Ancistrus saudades
- Conservation status: Least Concern (IUCN 3.1)

Scientific classification
- Kingdom: Animalia
- Phylum: Chordata
- Class: Actinopterygii
- Order: Siluriformes
- Family: Loricariidae
- Genus: Ancistrus
- Species: A. saudades
- Binomial name: Ancistrus saudades Lesley S. de Souza, Taphorn & Armbruster, 2019

= Ancistrus saudades =

- Authority: Lesley S. de Souza, Taphorn & Armbruster, 2019
- Conservation status: LC

Species of freshwater fish

Ancistrus saudades is a species of freshwater ray-finned fish belonging to the family Loricariidae, the suckermouth armoured catfishes, and the subfamily Hypostominae, the suckermouth catfishes. This catfish is foumd in northern South America.

==Taxonomy==
Ancistrus saudades was first formally described in 2019 by the ichthyologists Lesley S. de Souza, Donald Charles Taphorn Baechle and Jonathan W. Armbruster, with its type locality given as a creek at the second wooden bridge from Moco-Moco power station, Amazon/Branco/Takutu River, Region 9, Rupununi, Guyana, at 3.30318°, -59.65038°. Eschmeyer's Catalog of Fishes classified the genus Ancistrus in the subfamily Hypostominae, the suckermouth catfishes, within the suckermouth armored catfish family Loricariidae. It has also been classified in the tribe Ancistrini by some authorities.

==Etymology==
Ancistrus saudades is classified in the genus Ancistrus, a name coined by Rudolf Kner, but when he proposed the genus he did not explain the etymology of the name. It is thought to be from the Greek ágkistron, meaning a "fish hook" or the "hook of a spindle", a reference to the hooked odontodes on the interopercular bone. The specific name, saudades, is a Portuguese word used to express a deep yearning or profound sadness for a person, place or experience; the authors said “It has a deeper tone and meaning than a direct English translation and reflects the first author’s connection to her Brazilian heritage and her nostalgia for field work in remote wilderness areas”.

==Description==
Ancistrus saudades can be told apart from other Guianan shield Ancistrusspecies, in having large, round spots on the caudal fin, flanks and underside, . Ancistrus species develop soft, bushy tentacles on the snout when sexually mature, these are better developed in the males than they are in females. This catfish reaches a standard length of 10.8 cm.

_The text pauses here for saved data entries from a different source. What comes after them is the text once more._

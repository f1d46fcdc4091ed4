use axum::extract::State;
use axum::{routing::get, Json, Router};
use serde::Serialize;

use crate::state::AppState;

#[derive(Serialize)]
pub struct HealthResponse {
    /// `ok`, or `degraded` when the database is unreachable.
    pub status: &'static str,
    pub version: &'static str,
    pub db_healthy: bool,
}

/// GET /health
async fn health_check(State(state): State<AppState>) -> Json<HealthResponse> {
    let db_healthy = match carousel_db::health_check(&state.pool).await {
        Ok(()) => true,
        Err(e) => {
            tracing::warn!(error = %e, "Database health check failed");
            false
        }
    };

    Json(HealthResponse {
        status: if db_healthy { "ok" } else { "degraded" },
        version: env!("CARGO_PKG_VERSION"),
        db_healthy,
    })
}

/// Mounted at the root, outside `/api/v1`, and unauthenticated.
pub fn router() -> Router<AppState> {
    Router::new().route("/health", get(health_check))
}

==Distribution and habitat==
Ancistrus saudades is found in South America where it has a wide distribution in the upper Branco River basin and Guiana Shield drainages of the Orinoco basin in Brazil, Guyana and Venezuela. This species is found in pools and riffles, it has a deeper-body relative to other Ancistrus species, an indication that it can live instreams wiuth a slower flow.